The real unofficial MVP of “Merry Good Enough” is Susan Baxter (Margaret Curry). Though Keene cannot decide whether to love or hate Susan and seems to be writing two characters, Curry is game and becomes the consistent touchstone of the film that really ties everything together. Is she an ambitious, smack talking, holier than thou, judgmental woman or the helpful, sensible neighbor with a relatable grudge who is sick of always dealing with the fallout of this family’s drama and wants her reparations? Every time Curry is on screen, the film comes alive. She is probably the only character that gets fully fleshed out and by allowing Susan to be the villain on occasion, lands at the probable goal of this holiday film: not to be fake and saccharine sweet.

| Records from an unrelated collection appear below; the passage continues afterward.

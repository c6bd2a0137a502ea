//! Surface material referenced by mesh buffers

use glam::Vec3;

/// Texture layers a material can carry
pub const MAX_TEXTURES: usize = 6;

/// Phong-style material with up to [`MAX_TEXTURES`] texture layers
#[derive(Clone, Debug, PartialEq)]
pub struct Material {
    pub name: String,
    pub diffuse: Vec3,
    pub specular: Vec3,
    pub shininess: f32,
    /// Texture path per layer; `None` leaves the layer on the default texture
    pub textures: Vec<Option<String>>,
}

impl Default for Material {
    fn default() -> Self {
        Self {
            name: String::new(),
            diffuse: Vec3::ONE,
            specular: Vec3::ZERO,
            shininess: 0.0,
            textures: Vec::new(),
        }
    }
}

impl Material {
    pub fn new(name: impl Into<String>) -> Self {
        Self {
            name: name.into(),
            ..Default::default()
        }
    }

    /// Assign a texture to a layer, growing the layer list as needed.
    /// Layers past [`MAX_TEXTURES`] are ignored.
    pub fn set_texture(&mut self, layer: usize, path: impl Into<String>) {
        if layer >= MAX_TEXTURES {
            log::warn!("Material '{}': texture layer {} exceeds {}", self.name, layer, MAX_TEXTURES);
            return;
        }
        if self.textures.len() <= layer {
            self.textures.resize(layer + 1, None);
        }
        self.textures[layer] = Some(path.into());
    }

    pub fn texture(&self, layer: usize) -> Option<&str> {
        self.textures.get(layer)?.as_deref()
    }

    /// Number of texture layers in use
    pub fn layer_count(&self) -> usize {
        self.textures.len()
    }
}

#[cfg(test)]
mod tests {
    use super::*;

    #[test]
    fn test_set_texture_grows_layers() {
        let mut material = Material::new("skin");
        material.set_texture(2, "detail.png");
        assert_eq!(material.layer_count(), 3);
        assert_eq!(material.texture(0), None);
        assert_eq!(material.texture(2), Some("detail.png"));
    }

    #[test]
    fn test_layer_limit() {
        let mut material = Material::new("skin");
        material.set_texture(MAX_TEXTURES, "ignored.png");
        assert_eq!(material.layer_count(), 0);
    }
}
//! Core type aliases and re-exports

pub use glam::{
    Vec2, Vec3, Vec4,
    Mat3, Mat4,
    Quat,
};

/// Standard Result type for the crate
pub type Result<T> = std::result::Result<T, crate::core::error::Error>;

“The Holdovers” (2023) is safe from “Merry Good Enough” seizing the new, independent film holiday classic crown. The most relatable scene is the dad sitting in the back of his car as the driver will not just let him sit in peace to disassociate during the drive back to the city. On one hand, the driver delivers the much-needed Christmas lesson that Dad was missing. On the other hand, the stranger is a pain in the neck. Keene’s feature film debut and Kennedy’s second time at bat suggests that the filmmaking friends have a lot of room for growth and need to decide if they want to embrace their commercial leaning or work on their indie sensibility as they embark on future endeavors.